Facilitating Access to General Practice Data for Research in Australia: The Need for Legal Reform (2018)

Carolyn Adams 1 , Annette Braunack-Mayer 2 , Felicity Flack 3
  1. Macquarie University, Lane Cove, NSW, Australia
  2. School of Social Sciences, University of Wollongong, Wollongong, NSW, Australia
  3. Population Health Research Network, University of Western Australia, Perth, WA, Australia

Facilitating Access to General Practice Data for Research in Australia: The Need for Legal Reform

 Presenter: Dr Carolyn Adams, Honorary Senior Lecturer, Macquarie University, Australia (15 mins + 5 Q&A)

The drive to more effectively access, use and link primary care data in Australia is pressing. These data resources have the potential to improve performance across the entire health system through more effective population health planning and monitoring, health system evaluation, policy development, and research. General practice data are central to these developments.

However, the existing legal and policy framework regulating access to general practice data continues to raise concerns, and some specific barriers, to the appropriate sharing and use of the data. General practice data are regulated by a complex system of privacy legislation and common law and equitable duties of confidentiality. The legal obligations of privacy and confidentiality are critical to support public confidence in the health care system and to protect the relationship of trust between general practitioners and their patients.

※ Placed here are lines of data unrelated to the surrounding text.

//! Explore CLI
//!
//! Line-based terminal client for the assistant chat service.

mod commands;
mod render;

use anyhow::{Context, Result};
use clap::Parser;
use commands::Command;
use explore_core::agentic::chat::AttachmentUpload;
use explore_core::service::config::parse_model_preference;
use explore_core::{ChatController, ExploreConfig, StaticCredentialProvider};
use std::path::PathBuf;
use std::sync::Arc;
use tokio::io::{AsyncBufReadExt, BufReader};
use tracing::{info, warn};
use tracing_subscriber::EnvFilter;

#[derive(Parser, Debug)]
#[command(name = "explore-cli")]
#[command(about = "Ask the Explore assistant from your terminal", long_about = None)]
#[command(version)]
struct Cli {
    /// Config file (defaults to <config dir>/explore/config.toml)
    #[arg(short, long)]
    config: Option<PathBuf>,

    /// Bearer token for the chat service
    #[arg(long, env = "EXPLORE_TOKEN", hide_env_values = true)]
    token: Option<String>,

    /// Overrides api.base_url
    #[arg(long)]
    api_url: Option<String>,

    /// Overrides chat.model_preference (fast | thinking)
    #[arg(long)]
    model: Option<String>,

    /// Log filter, e.g. `info` or `explore_core=debug`
    #[arg(long, env = "EXPLORE_LOG", default_value = "warn")]
    log_level: String,
}

fn init_logging(level: &str) {
    let filter = EnvFilter::try_new(level).unwrap_or_else(|_| EnvFilter::new("warn"));
    tracing_subscriber::fmt()
        .with_env_filter(filter)
        .with_writer(std::io::stderr)
        .with_target(false)
        .init();
}

fn load_config(cli: &Cli) -> Result<ExploreConfig> {
    let mut config = ExploreConfig::load(cli.config.as_deref()).context("failed to load config")?;
    if let Some(url) = &cli.api_url {
        config.api.base_url = url.clone();
    }
    if let Some(model) = &cli.model {
        config.chat.model_preference = parse_model_preference(model)?;
    }
    config.validate()?;
    Ok(config)
}

async fn check_health(controller: &ChatController) {
    match controller.backend().health().await {
        Ok(status) if status.is_healthy() => info!("Chat service healthy: service={}", status.service),
        Ok(status) => {
            warn!("Chat service degraded: status={}", status.status);
            eprintln!("warning: chat service reports status '{}'", status.status);
        }
        Err(e) => {
            warn!("Chat service health check failed: error={}", e);
            eprintln!("warning: chat service unreachable ({})", e.user_message());
        }
    }
}

/// Starts `command` in the background so the prompt stays responsive.
fn dispatch(controller: &ChatController, command: Command) {
    let controller = controller.clone();
    match command {
        Command::Send(text) => {
            tokio::spawn(async move {
                if let Err(e) = controller.send_message(&text).await {
                    eprintln!("error: {}", e.user_message());
                }
            });
        }
        Command::Attach(path) => {
            tokio::spawn(async move {
                let upload = match AttachmentUpload::from_path(&path).await {
                    Ok(upload) => upload,
                    Err(e) => {
                        eprintln!("error: cannot read {}: {}", path.display(), e);
                        return;
                    }
                };
                // Failures are rendered from the snapshot's attachment errors.
                let _ = controller.add_attachment(upload).await;
            });
        }
        Command::Detach(filename) => {
            if !controller.remove_attachment(&filename) {
                eprintln!("no pending attachment named {}", filename);
            }
        }
        Command::Edit { index, text } => {
            let snapshot = controller.snapshot();
            let Some(turn) = snapshot.messages.iter().filter(|t| t.is_user()).nth(index - 1) else {
                eprintln!("no message #{} (see /history)", index);
                return;
            };
            let turn_id = turn.id.clone();
            tokio::spawn(async move {
                if let Err(e) = controller.edit_and_resend(&turn_id, &text).await {
                    eprintln!("error: {}", e.user_message());
                }
            });
        }
        Command::Regenerate => {
            tokio::spawn(async move {
                if let Err(e) = controller.regenerate_response().await {
                    eprintln!("error: {}", e.user_message());
                }
            });
        }
        Command::Cancel => controller.cancel_request(),
        Command::Clear => controller.clear_chat(),
        Command::History => print!("{}", render::history(&controller.snapshot())),
        Command::Help => println!("{}", commands::HELP),
        Command::Quit => {}
    }
}

#[tokio::main]
async fn main() -> Result<()> {
    let cli = Cli::parse();
    init_logging(&cli.log_level);

    let config = load_config(&cli)?;
    let credentials = Arc::new(StaticCredentialProvider::new(cli.token.clone()));
    let controller = ChatController::from_config(&config, credentials)?;
    info!(
        "Explore CLI started: version={}, api={}, model={}",
        explore_core::VERSION,
        config.api.base_url,
        config.chat.model_preference.as_str()
    );

    check_health(&controller).await;
    if cli.token.is_none() {
        eprintln!("warning: no token given (--token or EXPLORE_TOKEN); requests will fail");
    }
    println!("Explore assistant. Type /help for commands.");

    let renderer = tokio::spawn(render::follow(controller.subscribe()));

    let mut lines = BufReader::new(tokio::io::stdin()).lines();
    while let Some(line) = lines.next_line().await? {
        match commands::parse(&line) {
            Ok(Some(Command::Quit)) => break,
            Ok(Some(command)) => dispatch(&controller, command),
            Ok(None) => {}
            Err(e) => eprintln!("{}", e),
        }
    }

    controller.cancel_request();
    renderer.abort();
    Ok(())
}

This presentation will report on qualitative research conducted with legal and policy making stakeholders across Australia in 2025, exploring these concerns and the views of stakeholders on how they might best be addressed. Is it possible to create a system of sharing and linking general practice data that recognises and supports the relationship of trust between general practitioners and their patients? What elements are needed in a best practice regulatory framework and what legal reform is required to realise these goals?